Following requests from viewers, Alooshe posted a re-edited version of the clip removing images of a scantily-clad young woman dancing.

Bizarrely, Alooshe heard that the video was regularly broadcast on Libyan state TV for a couple of weeks before someone realised that it was mocking rather than glorifying Gaddafi.

“They removed it, replacing it with a more flattering clip,” he added.

Alooshe freely admits that his exposure to Arab audiences has changed his view of them, and of the revolutions occurring in one country after another.

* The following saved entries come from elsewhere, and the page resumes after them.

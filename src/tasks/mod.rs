//! Background Tasks Module
//!
//! Work that outlives the request that started it.
//!
//! # Tasks
//! - Revalidation: refreshes a cached response after a stale copy was served

mod revalidate;

pub use revalidate::spawn_revalidation;
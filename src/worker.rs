//! Service Worker
//!
//! One deployed version of the caching worker: its settings, its router and
//! the executor bound to its generation. Lifecycle steps live in
//! [`crate::lifecycle`].

use std::sync::atomic::{AtomicBool, AtomicU64, Ordering};
use std::sync::Arc;

use serde::Serialize;
use tokio::sync::RwLock;
use tracing::debug;
use url::Url;

use crate::cache::CacheStorage;
use crate::error::{Result, WorkerError};
use crate::fetch::{FetchRequest, FetchResponse, Network};
use crate::lifecycle::WorkerState;
use crate::manifest::{AssetManifest, OFFLINE_FALLBACK};
use crate::registry::{CacheNaming, VersionTag};
use crate::router::{RequestRouter, Route};
use crate::strategy::PolicyExecutor;

// == Worker Settings ==
/// Everything a worker version needs, passed in at construction.
#[derive(Debug, Clone)]
pub struct WorkerSettings {
    /// The site's origin; only requests to it are intercepted
    pub origin: Url,
    pub naming: CacheNaming,
    pub manifest: AssetManifest,
    /// Ask to skip the waiting phase as soon as install succeeds
    pub auto_skip_waiting: bool,
}

impl WorkerSettings {
    pub fn new(origin: Url, naming: CacheNaming, manifest: AssetManifest) -> Self {
        Self {
            origin,
            naming,
            manifest,
            auto_skip_waiting: true,
        }
    }

    pub fn with_auto_skip_waiting(mut self, auto_skip_waiting: bool) -> Self {
        self.auto_skip_waiting = auto_skip_waiting;
        self
    }

    /// Checks the manifest against the origin.
    pub fn validate(&self) -> Result<()> {
        if self.origin.cannot_be_a_base() {
            return Err(WorkerError::Config(format!(
                "origin '{}' cannot resolve paths",
                self.origin
            )));
        }
        self.manifest.resolve(&self.origin).map(|_| ())
    }

    pub fn offline_fallback_url(&self) -> Result<Url> {
        self.origin
            .join(OFFLINE_FALLBACK)
            .map_err(|e| WorkerError::Config(format!("invalid origin: {}", e)))
    }
}

// == Worker Info ==
/// Snapshot used by the status endpoint.
#[derive(Debug, Clone, Serialize)]
pub struct WorkerInfo {
    pub id: u64,
    pub version: String,
    pub generation: String,
    pub state: WorkerState,
    pub clients_claimed: bool,
}

// == Service Worker ==
pub struct ServiceWorker {
    id: u64,
    pub(crate) settings: WorkerSettings,
    pub(crate) storage: Arc<dyn CacheStorage>,
    pub(crate) network: Arc<dyn Network>,
    router: RequestRouter,
    executor: PolicyExecutor,
    pub(crate) state: RwLock<WorkerState>,
    pub(crate) skip_waiting: AtomicBool,
    pub(crate) clients_claimed: AtomicBool,
}

impl ServiceWorker {
    /// Creates a worker in the `Installing` state.
    pub fn new(
        settings: WorkerSettings,
        storage: Arc<dyn CacheStorage>,
        network: Arc<dyn Network>,
    ) -> Result<Self> {
        static NEXT_ID: AtomicU64 = AtomicU64::new(1);

        settings.validate()?;
        let router = RequestRouter::new(&settings.origin);
        let executor = PolicyExecutor::new(
            network.clone(),
            storage.clone(),
            settings.naming.generation_name(),
            settings.offline_fallback_url()?,
        );

        Ok(Self {
            id: NEXT_ID.fetch_add(1, Ordering::Relaxed),
            settings,
            storage,
            network,
            router,
            executor,
            state: RwLock::new(WorkerState::Installing),
            skip_waiting: AtomicBool::new(false),
            clients_claimed: AtomicBool::new(false),
        })
    }

    pub fn id(&self) -> u64 {
        self.id
    }

    pub fn version(&self) -> VersionTag {
        self.settings.naming.version()
    }

    pub fn generation_name(&self) -> String {
        self.settings.naming.generation_name()
    }

    pub fn settings(&self) -> &WorkerSettings {
        &self.settings
    }

    pub async fn state(&self) -> WorkerState {
        *self.state.read().await
    }

    pub fn skip_waiting_requested(&self) -> bool {
        self.skip_waiting.load(Ordering::SeqCst)
    }

    pub fn clients_claimed(&self) -> bool {
        self.clients_claimed.load(Ordering::SeqCst)
    }

    pub async fn info(&self) -> WorkerInfo {
        WorkerInfo {
            id: self.id,
            version: self.version().to_string(),
            generation: self.generation_name(),
            state: self.state().await,
            clients_claimed: self.clients_claimed(),
        }
    }

    // == Fetch ==
    /// Resolves an intercepted request.
    ///
    /// `None` means the request is not intercepted: it is cross-origin or
    /// this worker is not controlling pages.
    pub async fn handle_fetch(&self, request: &FetchRequest) -> Option<Result<FetchResponse>> {
        if !self.state().await.controls_clients() {
            return None;
        }
        match self.router.route(&request.url) {
            Route::Bypass => {
                debug!("not intercepting cross-origin {}", request.url);
                None
            }
            Route::Handle(_, policy) => Some(self.executor.execute(policy, request).await),
        }
    }
}

impl std::fmt::Debug for ServiceWorker {
    fn fmt(&self, f: &mut std::fmt::Formatter<'_>) -> std::fmt::Result {
        f.debug_struct("ServiceWorker")
            .field("id", &self.id)
            .field("generation", &self.generation_name())
            .finish()
    }
}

“In Israel, the Arab Spring was depicted as a revolution doomed to be taken over by extremists such as the Muslim Brotherhood,” he said. “But then I suddenly saw a totally different picture – one of people who are just like me.

“All these years we were told [in Israel] that there are these enemy countries whose citizens hate us. And then you get to talk to people from Saudi Arabia and Iran and other Muslim countries and you simply grasp that it’s nothing like what we were told of all those years.”

Alooshe believes the direct communication that the internet has made possible has “changed the rules of the game”.

“Once the internet had broken the barriers, you can see that such a citizen may indeed swear at you publiclly – in a Youtube talkback, for instance – but that immediately thereafter the same person will contact you personally and ask for more of your material,” he said.

Alooshe said he had been impressed by the way protesters in Arab countries used the web for serious purposes.

“While we in Israel have always perceived the internet as an arena for socialising and entertainment, they saw in it a channel to openly discuss their oppressive dictators,” he said. “The Arab Spring showed that the internet and social networks are not alienating people or causing them to stay at home in front of a computer, but exactly the opposite – it condenses people together around a certain idea, mobilising them onto the streets and generating the change they wish to achieve.”

Alooshe says Israelis have learned lessons from this, and he was among the first to post satirical remixes last month after protests erupted in Israel over high housing prices and social injustice. The most famous was “Shake, Shake”, mocking Prime Minister Binyamin Netanyahu for claiming before the protests that Israel, unlike its neighbours, was a stable country where discontent would not drive people onto the streets.

Alooshe got various responses from Arabs who watched the clips about Israel.

“There was the usual anger and hatred. Others gloated at the arrogant Israelis who think themselves more enlightened than the Arabs and didn’t see this coming,” he said. “But some Arab bloggers and tweeps posted links to the clip that addressed its universal appeal – that of another disconnected leader.”

Michal Levertov is a journalist based in Tel Aviv.